Figure 1: Agilent U4154A logic analyzer with FuturePlus Systems DDR3 Detective protocol violation and analysis tool, DDR3 BGA interposer probe, and FuturePlus DDR3 DIMM interposer.
Real-time protocol violation detection during the live operation of a system has only recently become available due to past inability to monitor the sensitive DDR bus with hardware and software sophisticated enough to do the job. Initial findings using the real-time protocol violation and analysis tool show that most of the emphasis placed on the DRAM parts may, for some failures, be pointing the finger in the wrong direction. The sensitive DRAM parts are designed to operate in an environment defined by JEDEC. What happens to these memory parts when the JEDEC specification, which defines how these parts are accessed or how often commands are targeted at them, is outside of the protocol specification?

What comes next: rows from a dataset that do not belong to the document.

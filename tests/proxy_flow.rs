//! End-to-end tests through real sockets: client → proxy → backend.

use std::time::Duration;

use tokio::io::{AsyncReadExt, AsyncWriteExt};
use tokio::net::{TcpListener, TcpStream};

mod common;

use common::{BackendEvent, RESPONSE};

/// Read until EOF or reset; returns whatever arrived first.
async fn read_until_closed(stream: &mut TcpStream) -> Vec<u8> {
    let mut received = Vec::new();
    let _ = tokio::time::timeout(Duration::from_secs(5), stream.read_to_end(&mut received))
        .await
        .expect("proxy should close the connection");
    received
}

#[tokio::test]
async fn simple_get_is_forwarded_unmodified() {
    let (backend_addr, mut events) = common::start_mock_backend().await;
    let (proxy_addr, shutdown) = common::start_proxy(backend_addr).await;

    let request = b"GET / HTTP/1.1\r\nHost: x\r\n\r\n";
    let mut client = TcpStream::connect(proxy_addr).await.unwrap();
    client.write_all(request).await.unwrap();

    assert_eq!(common::next_event(&mut events).await, BackendEvent::Request(request.to_vec()));

    let mut response = vec![0u8; RESPONSE.len()];
    client.read_exact(&mut response).await.unwrap();
    assert_eq!(response, RESPONSE);

    shutdown.trigger();
}

#[tokio::test]
async fn split_headers_reach_backend_only_when_complete() {
    let (backend_addr, mut events) = common::start_mock_backend().await;
    let (proxy_addr, shutdown) = common::start_proxy(backend_addr).await;

    let mut client = TcpStream::connect(proxy_addr).await.unwrap();
    client.write_all(b"GET /index.html HTTP/1.1\r\nHost:").await.unwrap();

    let early = tokio::time::timeout(Duration::from_millis(200), events.recv()).await;
    assert!(early.is_err(), "incomplete headers must not be forwarded");

    client.write_all(b" x\r\nRange: bytes=0-99\r\n\r\n").await.unwrap();
    assert_eq!(
        common::next_event(&mut events).await,
        BackendEvent::Request(
            b"GET /index.html HTTP/1.1\r\nHost: x\r\nRange: bytes=0-99\r\n\r\n".to_vec()
        )
    );

    let mut response = vec![0u8; RESPONSE.len()];
    client.read_exact(&mut response).await.unwrap();
    assert_eq!(response, RESPONSE);

    shutdown.trigger();
}

#[tokio::test]
async fn fifty_ranges_are_allowed() {
    let (backend_addr, mut events) = common::start_mock_backend().await;
    let (proxy_addr, shutdown) = common::start_proxy(backend_addr).await;

    let request = common::request_with_ranges(50);
    let mut client = TcpStream::connect(proxy_addr).await.unwrap();
    client.write_all(&request).await.unwrap();

    assert_eq!(common::next_event(&mut events).await, BackendEvent::Request(request));
    let mut response = vec![0u8; RESPONSE.len()];
    client.read_exact(&mut response).await.unwrap();

    shutdown.trigger();
}

#[tokio::test]
async fn range_attack_never_reaches_backend() {
    let (backend_addr, mut events) = common::start_mock_backend().await;
    let (proxy_addr, shutdown) = common::start_proxy(backend_addr).await;

    let mut client = TcpStream::connect(proxy_addr).await.unwrap();
    client.write_all(&common::request_with_ranges(52)).await.unwrap();

    assert!(read_until_closed(&mut client).await.is_empty());
    assert_eq!(common::next_event(&mut events).await, BackendEvent::Closed(Vec::new()));

    shutdown.trigger();
}

#[tokio::test]
async fn request_range_alias_attack_never_reaches_backend() {
    let (backend_addr, mut events) = common::start_mock_backend().await;
    let (proxy_addr, shutdown) = common::start_proxy(backend_addr).await;

    let request = String::from_utf8(common::request_with_ranges(200))
        .unwrap()
        .replace("\r\nRange:", "\r\nRequest-Range:");
    let mut client = TcpStream::connect(proxy_addr).await.unwrap();
    client.write_all(request.as_bytes()).await.unwrap();

    assert!(read_until_closed(&mut client).await.is_empty());
    assert_eq!(common::next_event(&mut events).await, BackendEvent::Closed(Vec::new()));

    shutdown.trigger();
}

#[tokio::test]
async fn attack_after_valid_request_ends_keep_alive_session() {
    let (backend_addr, mut events) = common::start_mock_backend().await;
    let (proxy_addr, shutdown) = common::start_proxy(backend_addr).await;

    let first = b"GET /a HTTP/1.1\r\nHost: x\r\n\r\n";
    let mut client = TcpStream::connect(proxy_addr).await.unwrap();
    client.write_all(first).await.unwrap();
    assert_eq!(common::next_event(&mut events).await, BackendEvent::Request(first.to_vec()));

    let mut response = vec![0u8; RESPONSE.len()];
    client.read_exact(&mut response).await.unwrap();

    client.write_all(&common::request_with_ranges(200)).await.unwrap();
    assert!(read_until_closed(&mut client).await.is_empty());
    assert_eq!(common::next_event(&mut events).await, BackendEvent::Closed(Vec::new()));

    shutdown.trigger();
}

#[tokio::test]
async fn non_http_traffic_passes_through() {
    let (backend_addr, mut events) = common::start_mock_backend().await;
    let (proxy_addr, shutdown) = common::start_proxy(backend_addr).await;

    let payload = b"HELO relay.example\r\n\r\n";
    let mut client = TcpStream::connect(proxy_addr).await.unwrap();
    client.write_all(payload).await.unwrap();

    assert_eq!(common::next_event(&mut events).await, BackendEvent::Request(payload.to_vec()));

    shutdown.trigger();
}

#[tokio::test]
async fn unreachable_backend_closes_client() {
    let dead_port = TcpListener::bind("127.0.0.1:0")
        .await
        .unwrap()
        .local_addr()
        .unwrap();
    let (proxy_addr, shutdown) = common::start_proxy(dead_port).await;

    let mut client = TcpStream::connect(proxy_addr).await.unwrap();
    let _ = client.write_all(b"GET / HTTP/1.1\r\n\r\n").await;
    assert!(read_until_closed(&mut client).await.is_empty());

    shutdown.trigger();
}

#[tokio::test]
async fn shutdown_stops_accepting() {
    let (backend_addr, _events) = common::start_mock_backend().await;
    let (proxy_addr, shutdown) = common::start_proxy(backend_addr).await;

    shutdown.trigger();
    tokio::time::sleep(Duration::from_millis(200)).await;

    assert!(TcpStream::connect(proxy_addr).await.is_err());
}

Laboratory and automated test equipment evaluation stresses the parts with regard to temperature, clock speed, and voltage but does not examine how the parts react to actual protocol violations.

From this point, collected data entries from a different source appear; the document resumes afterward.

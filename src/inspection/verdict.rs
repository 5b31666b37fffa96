//! Inspection verdicts.

use std::fmt;

/// Why a direction's data was rejected.
#[derive(Debug, Clone, Copy, PartialEq, Eq)]
pub enum BlockReason {
    /// The `Range` header carried more byte-range units than allowed.
    ExcessiveRanges {
        /// Number of range units counted in the header value.
        count: usize,
        /// Maximum number of range units accepted.
        limit: usize,
    },
}

impl fmt::Display for BlockReason {
    fn fmt(&self, f: &mut fmt::Formatter<'_>) -> fmt::Result {
        match self {
            BlockReason::ExcessiveRanges { count, limit } => {
                write!(f, "range header has {} ranges (limit {})", count, limit)
            }
        }
    }
}

/// Decision for one direction's pending bytes.
#[derive(Debug, Clone, Copy, PartialEq, Eq, Default)]
pub enum Verdict {
    /// Forward the buffered bytes.
    #[default]
    Allow,
    /// Message incomplete; keep accumulating and do not forward yet.
    Buffer,
    /// Terminate the connection without forwarding.
    Block(BlockReason),
}

impl Verdict {
    /// Short label used for metrics.
    pub fn label(&self) -> &'static str {
        match self {
            Verdict::Allow => "allow",
            Verdict::Buffer => "buffer",
            Verdict::Block(_) => "block",
        }
    }

    pub fn is_block(&self) -> bool {
        matches!(self, Verdict::Block(_))
    }
}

JEDEC, the industry standard organization that includes standards for DDR memory, produces timing specifications that govern the protocol for various types of DDR memory. A protocol can be thought of as the language that the parts connected to the DDR use to talk to each other. Think of it like this: If I am speaking Mandarin to my Chinese customer and I do not say the words correctly, he will misinterpret me and may cancel his order. My inability to speak his language correctly has thus produced undesirable results. The same is true on the DDR bus. If the protocol is not followed as the chips are designed to expect, they may act in an undesirable fashion.